10 Ingredients to pimp your home cooking
Here are 10 ingredients to put on the list for your next trip to the supermarket. We guarantee they will not only give your home cooking a flavour boost, many will also improve your diet and boost your immunity.
1 / CHILLI FLAKES A good sprinkle of these will add piquancy to any meal. Use as a condiment as you would salt and pepper, or add them to simmering dishes. Like all members of the pepper family, chilli and chilli flakes contain vitamin A, which boosts immunity and keeps your immune system strong. If you have your own chillis, you can make your own flakes, with the internet a goldmine of advice and recipes on this – as it is with everything else!
2 / LEMONS As well as being a great source of vitamin C, lemons and their juice add a citrus kick to everything from dressings and marinades to your pre-dinner G&T. Got a surplus? Try preserving them – again, there are plenty of recipes on the internet. Preserved lemons give a real flavour boost when chopped into a salad or simmered in a stew, and they are an essential part of many Middle Eastern dishes, particularly tagines.
3 / SMOKED PAPRIKA This is the new go-to in the Cityscape office. The subtle smoky flavour is distinctly different to the sweet paprika you may be used to, and it is an essential part of any Spanish dish, especially paella. Use it with salt and pepper for an easy barbeque rub for beef, chicken or pork. It brings a hearty boost to vegetarian dishes as well and makes a great flavour substitute for bacon.

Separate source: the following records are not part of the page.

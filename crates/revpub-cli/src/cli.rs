use clap::{Parser, Subcommand};

#[derive(Parser)]
#[command(
    name = "revpub",
    version,
    about = "Publish artifact batches to a versioned store in one commit",
    after_help = "\
Configuration file lookup order:
  1. --config <path>             (explicit flag)
  2. $REVPUB_CONFIG              (environment variable)
  3. ./revpub.yaml               (project)

Module ids are written organisation#module;revision, e.g. acme#widget;1.0"
)]
pub(crate) struct Cli {
    /// Path to configuration file (overrides REVPUB_CONFIG and ./revpub.yaml)
    #[arg(short, long)]
    pub config: Option<String>,

    /// Verbosity level (-v, -vv, -vvv)
    #[arg(short, long, action = clap::ArgAction::Count)]
    pub verbose: u8,

    #[command(subcommand)]
    pub command: Commands,
}

#[derive(Subcommand)]
pub(crate) enum Commands {
    /// Write a starter configuration file
    Config {
        /// Destination path (default: ./revpub.yaml)
        dest: Option<String>,
    },

    /// Create an empty store in a local directory
    Init {
        /// Directory to hold the store
        path: String,
    },

    /// Publish files for one module revision as a single commit
    Publish {
        /// Module id: organisation#module;revision
        #[arg(short, long)]
        module: String,

        /// Replace files (and, in alias mode, folders) that already exist
        #[arg(long)]
        overwrite: bool,

        /// Files to publish; each lands at the configured pattern
        #[arg(required = true)]
        files: Vec<String>,
    },

    /// Download one file from the store
    Fetch {
        /// Path relative to the repository URL, or a full URL under it
        path: String,

        /// Local destination, or "-" for stdout
        dest: String,
    },

    /// List a folder
    List {
        /// Folder relative to the repository URL (default: the root)
        #[arg(default_value = "")]
        path: String,
    },

    /// Show metadata for one path
    Info {
        path: String,
    },

    /// Show the most recent commits
    Log {
        /// Number of revisions to show
        #[arg(long, default_value_t = 20)]
        last: usize,
    },
}

impl Commands {
    /// Commands that run without a configuration file.
    pub fn needs_config(&self) -> bool {
        !matches!(self, Commands::Config { .. } | Commands::Init { .. })
    }
}
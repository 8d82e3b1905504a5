use tracing::debug;

use revpub_store::{CommitEditor, CommitInfo, CopySource};
use revpub_types::error::{Result, RevpubError};
use revpub_types::path;

/// An open commit plus the stack of directories currently open in it.
///
/// The stack always starts with the root (`""`) until the edit is closed
/// or aborted.
pub struct CommitCursor {
    editor: Box<dyn CommitEditor>,
    open: Vec<String>,
    finished: bool,
}

impl CommitCursor {
    /// Take ownership of a fresh editor and open its root.
    pub fn open(mut editor: Box<dyn CommitEditor>) -> Result<Self> {
        editor.open_root()?;
        Ok(Self {
            editor,
            open: vec![String::new()],
            finished: false,
        })
    }

    /// Directory currently on top of the stack.
    pub fn top(&self) -> &str {
        self.open.last().map(String::as_str).unwrap_or("")
    }

    pub fn is_open(&self, folder: &str) -> bool {
        self.open.iter().any(|p| p == folder)
    }

    pub fn is_finished(&self) -> bool {
        self.finished
    }

    pub fn editor(&mut self) -> &mut dyn CommitEditor {
        self.editor.as_mut()
    }

    pub fn open_dir(&mut self, folder: &str) -> Result<()> {
        debug!(path = %folder, "open dir");
        self.editor.open_dir(folder)?;
        self.open.push(folder.to_string());
        Ok(())
    }

    pub fn add_dir(&mut self, folder: &str, copy_from: Option<CopySource>) -> Result<()> {
        debug!(path = %folder, copy = copy_from.is_some(), "add dir");
        self.editor.add_dir(folder, copy_from)?;
        self.open.push(folder.to_string());
        Ok(())
    }

    pub fn close_dir(&mut self) -> Result<()> {
        if self.open.is_empty() {
            return Err(RevpubError::protocol("no directory left to close"));
        }
        self.editor.close_dir()?;
        self.open.pop();
        Ok(())
    }

    /// Close directories until the top is `folder` or one of its ancestors.
    pub fn unwind_to(&mut self, folder: &str) -> Result<()> {
        while self.open.len() > 1 && !path::is_ancestor_or_self(self.top(), folder) {
            self.close_dir()?;
        }
        Ok(())
    }

    /// Close every open directory, then the edit itself.
    pub fn close_edit(&mut self) -> Result<CommitInfo> {
        while !self.open.is_empty() {
            self.close_dir()?;
        }
        let info = self.editor.close_edit()?;
        self.finished = true;
        Ok(info)
    }

    pub fn abort(&mut self) -> Result<()> {
        self.editor.abort_edit()?;
        self.open.clear();
        self.finished = true;
        Ok(())
    }
}

#[cfg(test)]
mod tests {
    use super::*;
    use revpub_store::{RemoteStore, StoreUrl, TreeStore};

    fn cursor() -> CommitCursor {
        let store = TreeStore::in_memory(StoreUrl::parse("mem://cursor").unwrap());
        let mut session = store.session(None);
        CommitCursor::open(session.commit_editor("test").unwrap()).unwrap()
    }

    #[test]
    fn unwind_closes_only_unrelated_dirs() {
        let mut c = cursor();
        c.add_dir("a", None).unwrap();
        c.add_dir("a/b", None).unwrap();
        c.unwind_to("a/c").unwrap();
        assert_eq!(c.top(), "a");
        c.unwind_to("x").unwrap();
        assert_eq!(c.top(), "");
        assert!(c.is_open(""));
    }

    #[test]
    fn close_edit_closes_everything() {
        let mut c = cursor();
        c.add_dir("a", None).unwrap();
        c.add_dir("a/b", None).unwrap();
        let info = c.close_edit().unwrap();
        assert_eq!(info.revision, 1);
        assert!(c.is_finished());
    }

    #[test]
    fn abort_discards_edit() {
        let mut c = cursor();
        c.add_dir("a", None).unwrap();
        c.abort().unwrap();
        assert!(c.is_finished());
        assert!(c.abort().is_err());
    }
}
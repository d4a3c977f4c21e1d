//! Organization module

mod api;
mod models;

pub use models::{Organization, OrganizationAttributes};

4 / SESAME OIL Essential for that authentic Asian stir-fry, a few drops of sesame oil also go a long way in dressings and sauces for noodles, salads and even pasta. It brings an earthy, nutty aroma and taste to any dish. And you can use it in skincare! Its antioxidant, anti-inflammatory and antibacterial properties work to soften and protect your skin.
5 / PARMESAN Grated or thinly sliced from the block, parmesan cheese is an essential ingredient in many Italian dishes. Here’s another way though – scatter parmesan shards over roasted vegetables about 10 minutes before they’re ready. This is particularly delicious on cauliflower florets. To keep at its best, wrap the block in wax or greaseproof paper and store in the fridge – plastic wrap will make it sweat.
6 / APPLE CIDER VINEGAR The jury’s still out on some of the health claims but there’s no denying that apple cider vinegar has antimicrobial and antioxidant effects. Try it with lemon juice and soda water as a replacement for soft drinks. Choose raw, unfiltered apple cider vinegar, also known as “with the mother” because of the ball of living enzymes you should be able to see at the bottom of the bottle. In the kitchen, use it to give your salad dressings, dips and sauces a boost.
7 / HEMP SEED OIL You can’t use it for frying (it loses its nutrients and taste) but using hemp seed oil as a replacement for olive oil will bring an extra layer of nutty heartiness to drizzles, dressings and dips. Try a teaspoon of it in your morning smoothie for a delicious boost of protein and omega-3 fatty acids.
8 / TURMERIC It’s ubiquitous in every curry but there are so many other ways to enjoy the wonder spice turmeric in your diet. Which is good, as turmeric has been found to bestow many health benefits when consumed regularly. Look out for fresh turmeric at farmers’ markets – peel it, then slice or grate the orange flesh. Try it fresh or powdered in an omelette, with fried potatoes or in a rub for chicken or lamb.
9 / GOATS’ MILK FETA The purists will be shouting tautology as it can’t really be feta if it’s not made with goats’ milk. But many people find the real thing just too ‘goaty’ for them. The upside to acquiring the taste is the pungent kick it brings to salads. In combination with beetroot it’s divine. If you can’t make the leap in one bound, switch to a sheepmilk/goats’ milk blend and start your journey.
10 / SUMAC This staple of Middle Eastern and North African cuisine brings a pleasant astringency to chicken and fish dishes in particular. It’s easy to use too much so apply with a light hand. Try it in mayonnaise and yoghurt dressings, or combine with thyme, sesame and salt for a traditional Za’atar.